Executor out of heap memory
Sometimes, if your spark job deals with a particularly large amount of data, hundreds of millions of of the data, and then spark the job one time, and occasionally the error, shuffle file cannot find,executor, task Lost,out of memory (memory overflow) ;
It may be that the executor of the heap is not sufficient, causing the executor to overflow in the process of running, and then may cause subsequent stage tasks to be pulled from some executor to fetch the shuffle map output file , but the executor may have been hung up, and the associated block manager is missing, so it is possible to report shuffle output file not found;resubmitting Task;executor lost Spark the job completely collapsed.
In this case, you can consider adjusting the executor of the heap memory. It may be possible to avoid the error; In addition, sometimes, the external memory regulation of the larger time, for performance, will also bring a certain degree of improvement.
The executor ran, suddenly ran out of memory, the heap of memory is not enough, may be oom, hang off. Block manager is gone and the data is lost.
If at this point, Stage0 's executor is dead, block manager is gone; at this point, Stage1 's executor task, though driver, gets the address of its own data. , but actually to find the other side of the block manager to get the data, is not get the time, will run the job (jar) in Spark-submit, client (standalone client, yarn client), Log will be printed on this machine
Shuffle output file not found ...
Dagscheduler,resubmitting task, will hang up all the time. Repeatedly hung out several times, repeated the error several times
By default, the outer memory limit of this heap is about 300 m; later we usually in the project, the real processing of large data, there will be problems, causing the spark job repeatedly crashes, unable to run, this time to adjust this parameter, to at least 1G (1024M), or even 2G, 4G. Usually this parameter is adjusted up later, will avoid some JVM oom abnormal problem, at the same time, will let the whole spark the performance of the job, get a bigger promotion.
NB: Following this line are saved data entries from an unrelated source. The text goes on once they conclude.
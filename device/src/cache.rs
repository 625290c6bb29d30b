//! Kernel binary cache.
//!
//! A cache only ever saves a recompilation: entries are keyed by (kind, device name, hash
//! of the source text) and a hit is confirmed by comparing the stored text exactly, so a
//! hash collision degrades to a miss. I/O failures are logged and treated as misses.

use std::collections::HashMap;
use std::fmt;
use std::io::Write;
use std::path::{Path, PathBuf};

use parking_lot::Mutex;
use snafu::ResultExt;

use crate::error::{CacheIoSnafu, Result};

/// Capability interface for storing compiled kernel binaries.
pub trait KernelCache: Send + Sync + fmt::Debug {
    /// Binary previously stored for exactly `text`, if any.
    fn get(&self, kind: &str, device: &str, text: &str) -> Option<Vec<u8>>;

    /// Store `binary` for `text`, replacing any existing entry with the same key.
    fn put(&self, kind: &str, device: &str, text: &str, binary: &[u8]);
}

/// Cache that never hits and discards everything.
#[derive(Debug, Clone, Copy, Default)]
pub struct NullCache;

impl KernelCache for NullCache {
    fn get(&self, _kind: &str, _device: &str, _text: &str) -> Option<Vec<u8>> {
        None
    }

    fn put(&self, _kind: &str, _device: &str, _text: &str, _binary: &[u8]) {}
}

/// djb2 string hash (`h = h * 33 + byte`, seeded with 5381).
pub fn djb_hash(text: &str) -> u64 {
    text.bytes().fold(5381u64, |h, byte| h.wrapping_shl(5).wrapping_add(h).wrapping_add(u64::from(byte)))
}

#[derive(Debug, Clone, PartialEq, Eq, Hash)]
struct EntryKey {
    kind: String,
    device: String,
    hash: u64,
}

#[derive(Debug)]
struct Entry {
    text: String,
    binary: Vec<u8>,
}

#[derive(Debug)]
enum Store {
    Memory(Mutex<HashMap<EntryKey, Entry>>),
    Directory(PathBuf),
}

/// Cache backed by a directory, or by process memory.
///
/// On disk each entry is one file named after its key, holding the source text length
/// (8 bytes, little endian), the source text and the binary. Files are replaced by rename
/// so concurrent readers never observe a partial entry.
#[derive(Debug)]
pub struct PersistentCache {
    store: Store,
}

impl PersistentCache {
    /// Cache that lives only as long as the process.
    pub fn in_memory() -> Self {
        Self { store: Store::Memory(Mutex::new(HashMap::new())) }
    }

    /// Cache stored under `dir`, creating it if needed.
    pub fn open(dir: impl Into<PathBuf>) -> Result<Self> {
        let dir = dir.into();
        std::fs::create_dir_all(&dir).context(CacheIoSnafu { path: dir.clone() })?;
        Ok(Self { store: Store::Directory(dir) })
    }

    /// Directory backing the cache, `None` when in memory.
    pub fn location(&self) -> Option<&Path> {
        match &self.store {
            Store::Directory(dir) => Some(dir),
            Store::Memory(_) => None,
        }
    }

    fn entry_path(dir: &Path, key: &EntryKey) -> PathBuf {
        let sanitize = |s: &str| -> String {
            s.chars().map(|c| if c.is_ascii_alphanumeric() || c == '-' || c == '_' { c } else { '_' }).collect()
        };
        dir.join(format!("{}-{}-{:016x}.kbin", sanitize(&key.kind), sanitize(&key.device), key.hash))
    }

    fn read_entry(path: &Path) -> std::io::Result<Option<Entry>> {
        let bytes = match std::fs::read(path) {
            Ok(bytes) => bytes,
            Err(err) if err.kind() == std::io::ErrorKind::NotFound => return Ok(None),
            Err(err) => return Err(err),
        };
        let corrupt = || std::io::Error::new(std::io::ErrorKind::InvalidData, "truncated cache entry");
        let (len, rest) = bytes.split_first_chunk::<8>().ok_or_else(corrupt)?;
        let len = usize::try_from(u64::from_le_bytes(*len)).map_err(|_| corrupt())?;
        if rest.len() < len {
            return Err(corrupt());
        }
        let (text, binary) = rest.split_at(len);
        let text = String::from_utf8(text.to_vec()).map_err(|_| corrupt())?;
        Ok(Some(Entry { text, binary: binary.to_vec() }))
    }

    fn write_entry(dir: &Path, path: &Path, text: &str, binary: &[u8]) -> std::io::Result<()> {
        let mut file = tempfile::NamedTempFile::new_in(dir)?;
        file.write_all(&(text.len() as u64).to_le_bytes())?;
        file.write_all(text.as_bytes())?;
        file.write_all(binary)?;
        file.persist(path).map_err(|err| err.error)?;
        Ok(())
    }
}

impl KernelCache for PersistentCache {
    fn get(&self, kind: &str, device: &str, text: &str) -> Option<Vec<u8>> {
        let key = EntryKey { kind: kind.to_string(), device: device.to_string(), hash: djb_hash(text) };
        let hit = match &self.store {
            Store::Memory(map) => {
                map.lock().get(&key).filter(|entry| entry.text == text).map(|entry| entry.binary.clone())
            }
            Store::Directory(dir) => {
                let path = Self::entry_path(dir, &key);
                match Self::read_entry(&path) {
                    Ok(entry) => entry.filter(|entry| entry.text == text).map(|entry| entry.binary),
                    Err(err) => {
                        tracing::warn!(path = %path.display(), error = %err, "ignoring unreadable kernel cache entry");
                        None
                    }
                }
            }
        };
        tracing::trace!(cache.kind = kind, cache.device = device, cache.hash = key.hash, hit = hit.is_some(), "kernel cache lookup");
        hit
    }

    fn put(&self, kind: &str, device: &str, text: &str, binary: &[u8]) {
        let key = EntryKey { kind: kind.to_string(), device: device.to_string(), hash: djb_hash(text) };
        match &self.store {
            Store::Memory(map) => {
                map.lock().insert(key, Entry { text: text.to_string(), binary: binary.to_vec() });
            }
            Store::Directory(dir) => {
                let path = Self::entry_path(dir, &key);
                if let Err(err) = Self::write_entry(dir, &path, text, binary) {
                    tracing::warn!(path = %path.display(), error = %err, "failed to store kernel cache entry");
                }
            }
        }
    }
}
use axum::{
    extract::{Query, State},
    response::Json,
    routing::get,
    Router,
};
use serde::Serialize;
use std::collections::HashMap;
use std::sync::Arc;

use crate::{
    config::Config,
    error::AppError,
    service::{parse_date, SunService},
    upstream::types::AggregatedResult,
};

const ALLOWED_PARAMS: [&str; 3] = ["city", "startDate", "endDate"];

// Shared application state
#[derive(Clone)]
pub struct AppState {
    pub config: Arc<Config>,
    pub sun_service: Arc<SunService>,
}

/// A `/sun` request that passed validation.
#[derive(Debug, Clone, PartialEq, Eq)]
pub struct SunQuery {
    pub city: String,
    pub start_date: Option<String>,
    pub end_date: Option<String>,
}

#[derive(Debug, Serialize)]
pub struct HealthResponse {
    pub status: String,
    pub timestamp: chrono::DateTime<chrono::Utc>,
    pub version: String,
    pub cached_entries: usize,
}

#[derive(Debug, Serialize)]
pub struct PingResponse {
    pub status: &'static str,
}

/// Rejects unknown parameters, a blank city, malformed dates, reversed
/// ranges and ranges longer than `max_range_days`.
pub fn validate_sun_query(
    params: &HashMap<String, String>,
    max_range_days: u32,
) -> Result<SunQuery, AppError> {
    let mut unexpected: Vec<&str> = params
        .keys()
        .map(String::as_str)
        .filter(|key| !ALLOWED_PARAMS.contains(key))
        .collect();
    if !unexpected.is_empty() {
        unexpected.sort_unstable();
        return Err(AppError::InvalidInput(format!(
            "Unexpected parameters: {}",
            unexpected.join(", ")
        )));
    }

    let city = params
        .get("city")
        .map(|c| c.trim())
        .filter(|c| !c.is_empty())
        .ok_or_else(|| AppError::InvalidInput("The `city` parameter is required.".to_string()))?;

    let start = match params.get("startDate") {
        Some(raw) => Some(parse_date(raw).map_err(|_| {
            AppError::InvalidInput("`startDate` must be in YYYY-MM-DD format.".to_string())
        })?),
        None => None,
    };
    let end = match params.get("endDate") {
        Some(raw) => Some(parse_date(raw).map_err(|_| {
            AppError::InvalidInput("`endDate` must be in YYYY-MM-DD format.".to_string())
        })?),
        None => None,
    };

    if let (Some(start), Some(end)) = (start, end) {
        if start > end {
            return Err(AppError::InvalidInput(
                "`startDate` cannot be after `endDate`.".to_string(),
            ));
        }
        let days = (end - start).num_days() + 1;
        if days > i64::from(max_range_days) {
            return Err(AppError::InvalidInput(format!(
                "Date range spans {} days; at most {} are allowed.",
                days, max_range_days
            )));
        }
    }

    Ok(SunQuery {
        city: city.to_string(),
        start_date: params.get("startDate").cloned(),
        end_date: params.get("endDate").cloned(),
    })
}

// Route handlers
pub async fn health(State(state): State<AppState>) -> Json<HealthResponse> {
    Json(HealthResponse {
        status: "healthy".to_string(),
        timestamp: chrono::Utc::now(),
        version: env!("CARGO_PKG_VERSION").to_string(),
        cached_entries: state.sun_service.cache().len(),
    })
}

pub async fn ping() -> Json<PingResponse> {
    Json(PingResponse { status: "ok" })
}

pub async fn get_sun(
    State(state): State<AppState>,
    Query(params): Query<HashMap<String, String>>,
) -> Result<Json<Arc<AggregatedResult>>, AppError> {
    let query = validate_sun_query(&params, state.config.max_range_days)?;

    let result = state
        .sun_service
        .resolve(
            &query.city,
            query.start_date.as_deref(),
            query.end_date.as_deref(),
        )
        .await?;

    Ok(Json(result))
}

// Create the router
pub fn create_router(state: AppState) -> Router {
    Router::new()
        .route("/health", get(health))
        .route("/ping", get(ping))
        .route("/sun", get(get_sun))
        .with_state(state)
}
At this point, there will be no response, unable to establish a network connection; Spark the default network connection is long, 60s, and if you can't connect to 60s, you will fail.
A situation, occasionally so-and-so file. A string of file IDs. UUID (DSFSFD-2342VS--SDF--SDFSD). Not found. File lost.
In this case, it is most likely that there is a executor of that data in the JVM GC. So when you pull the data, you can't build the connection. Then after the default 60s, the direct declaration fails.
The number of errors, several times pulled out of the data, may lead to the collapse of spark operations. may also lead to Dagscheduler, repeated submissions several times stage. TaskScheduler, submit several tasks over and over again. Greatly prolong the running time of our spark job.
You can consider adjusting the timeout length of the connection.
/usr/local/spark/bin/spark-submit \--class com.ibeifeng.sparkstudy.WordCount \--num-executors--driver-memory 6g \--executor-memory 6g \--executor-cores 3 \--master yarn-cluster \--queue root.default \--conf spark.yarn.executor.me moryoverhead=2048 \ "This is yarn, not with yarn is standalone"--conf spark.core.connection.ack.wait.timeout=300 \/usr/local/ Spark/spark.jar \ ${1}
Spark-submit script inside, to use the--conf way, to add the configuration, must pay attention to ... Remember, not in your spark job code, with the new sparkconf (). Set () This way, don't set it, it's no use. Be sure to set it in the Spark-submit script.